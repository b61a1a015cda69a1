//! Command line access to a directory of configuration files.

use clap::Parser;

mod cli;

fn main() -> anyhow::Result<()> {
    cli::Cli::parse().run()
}
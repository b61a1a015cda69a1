use std::path::Path;

use cbi::RecordStore;
use futures::executor::block_on;
use tracing::instrument;

use super::{commit, open_store};

/// Adds a record and prints its name.
///
/// Without a name the record is anonymous and gets a generated one.
#[derive(Debug, clap::Parser)]
pub struct Command {
    /// The configuration to add to. Created if missing.
    config: String,

    /// The record type
    section_type: String,

    /// The record name
    name: Option<String>,

    /// Print the changes instead of saving them
    #[arg(long)]
    dry_run: bool,
}

impl Command {
    #[instrument]
    pub fn run(self, root: &Path) -> anyhow::Result<()> {
        let (_, store) = open_store(root);

        store.create(&self.config)?;
        block_on(store.load(&self.config))?;

        let name = store.add(&self.config, &self.section_type, self.name.as_deref());
        println!("{name}");

        commit(&store, self.dry_run)
    }
}
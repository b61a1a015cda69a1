use crate::storage::StoreError;

/// Errors raised while building, parsing or saving a form.
#[derive(Debug, thiserror::Error)]
pub enum FormError {
    /// A field failed validation.
    #[error("Option \"{title}\" contains an invalid input value. {reason}")]
    Invalid {
        /// The option title.
        title: String,
        /// Why the value was rejected.
        reason: String,
    },

    /// A field that may not be empty is empty.
    #[error("Option \"{title}\" must not be empty.")]
    Required {
        /// The option title.
        title: String,
    },

    /// The record store failed.
    #[error(transparent)]
    Store(#[from] StoreError),

    /// A pre-commit hook rejected the save.
    #[error("{0}")]
    Hook(String),

    /// A tab was declared twice on one section.
    #[error("tab '{0}' already defined")]
    DuplicateTab(String),

    /// An option was placed on a tab that was never declared.
    #[error("tab '{0}' is not defined")]
    UnknownTab(String),

    /// A section id or name does not exist on the map.
    #[error("unknown section '{0}'")]
    UnknownSection(String),

    /// A form description could not be parsed.
    #[error("invalid form description: {0}")]
    Blueprint(String),
}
___
## Your instructions:
Restate all the material above, keeping each word as it is.

## Exercise output:
repository b61a1a015cda69a1
//! Command line access to a directory of configuration files.

use clap::Parser;

mod cli;

fn main() -> anyhow::Result<()> {
    cli::Cli::parse().run()
}
repository b61a1a015cda69a1
use std::path::Path;

use cbi::RecordStore;
use futures::executor::block_on;
use tracing::instrument;

use super::{commit, open_store};

/// Adds a record and prints its name.
///
/// Without a name the record is anonymous and gets a generated one.
#[derive(Debug, clap::Parser)]
pub struct Command {
    /// The configuration to add to. Created if missing.
    config: String,

    /// The record type
    section_type: String,

    /// The record name
    name: Option<String>,

    /// Print the changes instead of saving them
    #[arg(long)]
    dry_run: bool,
}

impl Command {
    #[instrument]
    pub fn run(self, root: &Path) -> anyhow::Result<()> {
        let (_, store) = open_store(root);

        store.create(&self.config)?;
        block_on(store.load(&self.config))?;

        let name = store.add(&self.config, &self.section_type, self.name.as_deref());
        println!("{name}");

        commit(&store, self.dry_run)
    }
}
repository b61a1a015cda69a1
use crate::storage::StoreError;

/// Errors raised while building, parsing or saving a form.
#[derive(Debug, thiserror::Error)]
pub enum FormError {
    /// A field failed validation.
    #[error("Option \"{title}\" contains an invalid input value. {reason}")]
    Invalid {
        /// The option title.
        title: String,
        /// Why the value was rejected.
        reason: String,
    },

    /// A field that may not be empty is empty.
    #[error("Option \"{title}\" must not be empty.")]
    Required {
        /// The option title.
        title: String,
    },

    /// The record store failed.
    #[error(transparent)]
    Store(#[from] StoreError),

    /// A pre-commit hook rejected the save.
    #[error("{0}")]
    Hook(String),

    /// A tab was declared twice on one section.
    #[error("tab '{0}' already defined")]
    DuplicateTab(String),

    /// An option was placed on a tab that was never declared.
    #[error("tab '{0}' is not defined")]
    UnknownTab(String),

    /// A section id or name does not exist on the map.
    #[error("unknown section '{0}'")]
    UnknownSection(String),

    /// A form description could not be parsed.
    #[error("invalid form description: {0}")]
    Blueprint(String),
}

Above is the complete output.